My Story - Rescued Chilean miner Jose Henriquez - March 2011
Chilean miner Jose Henriquez tells GEORGE LUKE of the day the mine collapsed and his certainty that God would bring him and his colleagues out alive
When the 33 miners were rescued last summer after being trapped underground for two months, millions celebrated all over the world. For many, the rescue was an oasis of hope – a good news story smack, bang in the middle of a year full of disasters.
It was also one of those rare occasions when God was given some credit for things turning out well, rather than being blamed for another tragedy. And that is partly due to the testimony of one of the rescued miners – Jose Henriquez, the man who found himself given the unofficial job title of ‘pastor’ while he and his mates were stuck underground.
The son of a miner (who, ironically, had warned him not to become one himself because it was too dangerous), Jose started working in the mines 33 years ago.
The memories of the miners' first day trapped underground are still fresh in his mind.
“That first day was catastrophic,” says Jose bluntly. “It was terrible; very difficult for every one of us. First we heard an explosion, and then rocks started falling. There was a cloud of dust that lasted for about three or four hours.
“We had no light; we had no water; we had nothing in those first few hours. We only had enough food for three days; there was a lot against us. But we organised ourselves and we began to pray.
“The first conversations we had amongst ourselves were about how to handle the problem. We were a team; we had electricians, mechanics ... all of us were trained in one skill or another.
“We had to organise ourselves to face this crisis. How were we going to live? Where were we going to sleep? Where were we going to get food or water from? How were we going to ration the little food we had? Those were the first conversations we had. And in those conversations, we realised very quickly that we had to find an answer in God.”
Above ground, God was also very much on people's minds as news of the accident unfolded.
“We were all galvanised with the shock of it,” says Alf Cooper, Evangelical chaplain to the President of Chile, and Jose's translator on this trip. “We wondered whether these 33 men were alive or not.
“I received a telephone call from the President, literally ordering me to do a prayer meeting. And so the next day in the Presidential chapel, the Catholic chaplain and I prepared a prayer meeting.
“We were surprised to find the President, his wife and all the staff and the Cabinet had come along. We just prayed without any idea.
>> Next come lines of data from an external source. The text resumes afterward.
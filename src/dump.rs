use crate::ir::Data;
use crate::memory::MemoryGraph;
use serde::Serialize;
use std::fs::File;
use std::io::{self, BufWriter, Write};
use std::path::Path;

#[derive(Debug, Serialize)]
pub struct GraphDump {
    pub nodes: Vec<NodeDump>,
    pub edges: Vec<EdgeDump>,
}

#[derive(Debug, Serialize)]
pub struct NodeDump {
    pub id: String,
    pub x: f64,
    pub y: f64,
    pub locked: bool,
    pub proxy_for: Option<String>,
    pub classes: Vec<String>,
    pub data: Data,
}

#[derive(Debug, Serialize)]
pub struct EdgeDump {
    pub id: String,
    pub source: String,
    pub target: String,
    pub proxy: Option<String>,
    pub classes: Vec<String>,
    pub data: Data,
}

impl GraphDump {
    pub fn from_graph(graph: &MemoryGraph) -> Self {
        let nodes = graph
            .nodes()
            .map(|node| NodeDump {
                id: node.id.to_string(),
                x: node.position.x,
                y: node.position.y,
                locked: node.locked,
                proxy_for: node.backing_edge_id().map(String::from),
                classes: node.classes.clone(),
                data: node.data.clone(),
            })
            .collect();

        let edges = graph
            .edges()
            .map(|edge| EdgeDump {
                id: edge.id.to_string(),
                source: edge.source.to_string(),
                target: edge.target.to_string(),
                proxy: edge.proxy_id().map(String::from),
                classes: edge.classes.clone(),
                data: edge.data.clone(),
            })
            .collect();

        GraphDump { nodes, edges }
    }
}

/// Writes the dump as pretty JSON to `path`, or stdout when `path` is `None`.
pub fn write_graph_dump(path: Option<&Path>, graph: &MemoryGraph) -> anyhow::Result<()> {
    let dump = GraphDump::from_graph(graph);
    match path {
        Some(path) => {
            let writer = BufWriter::new(File::create(path)?);
            serde_json::to_writer_pretty(writer, &dump)?;
        }
        None => {
            let stdout = io::stdout();
            let mut lock = stdout.lock();
            serde_json::to_writer_pretty(&mut lock, &dump)?;
            writeln!(lock)?;
        }
    }
    Ok(())
}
“It was a desperate moment, and it was at the time when the President was making the risky decision of putting everything into saving them. And even though experts from all over the world came in to help with the rescue operation, it seemed unlikely that the miners would survive.”
Jose says he always had a feeling that he and his workmates would make it out alive, despite how bleak things seemed to be in those first few days.
“God can reveal these things to his children,” he says. “God is a real and living God, and that's why he can do this kind of thing. He can let us know in our hearts that we will be released from whatever danger we find ourselves in. He can do these things.”
As expected, the miners' amazing rescue has turned them all into unlikely celebrities. While Jose was travelling Britain speaking in churches, Luis Urzua, the leader of the team and the last miner to be rescued – was also here as a guest presenter on the National TV Awards.
But Jose has one booking in his diary that trumps Luis' star turn completely. Just before he left Chile for the UK, Jose received a phone call from the White House, asking if he would be a guest at a prayer breakfast with President Obama.
“It’s a long way to go just for breakfast!” he says, with a hearty laugh. “But I'm happy to go and give my testimony there about what it meant to us to be rescued.
“Wherever I go, I just wish to give testimony to Jesus. I'm not really interested in travelling to visit places like Disney World; I've got a far more important mission with these travels of mine – and that is to bring glory to Jesus.”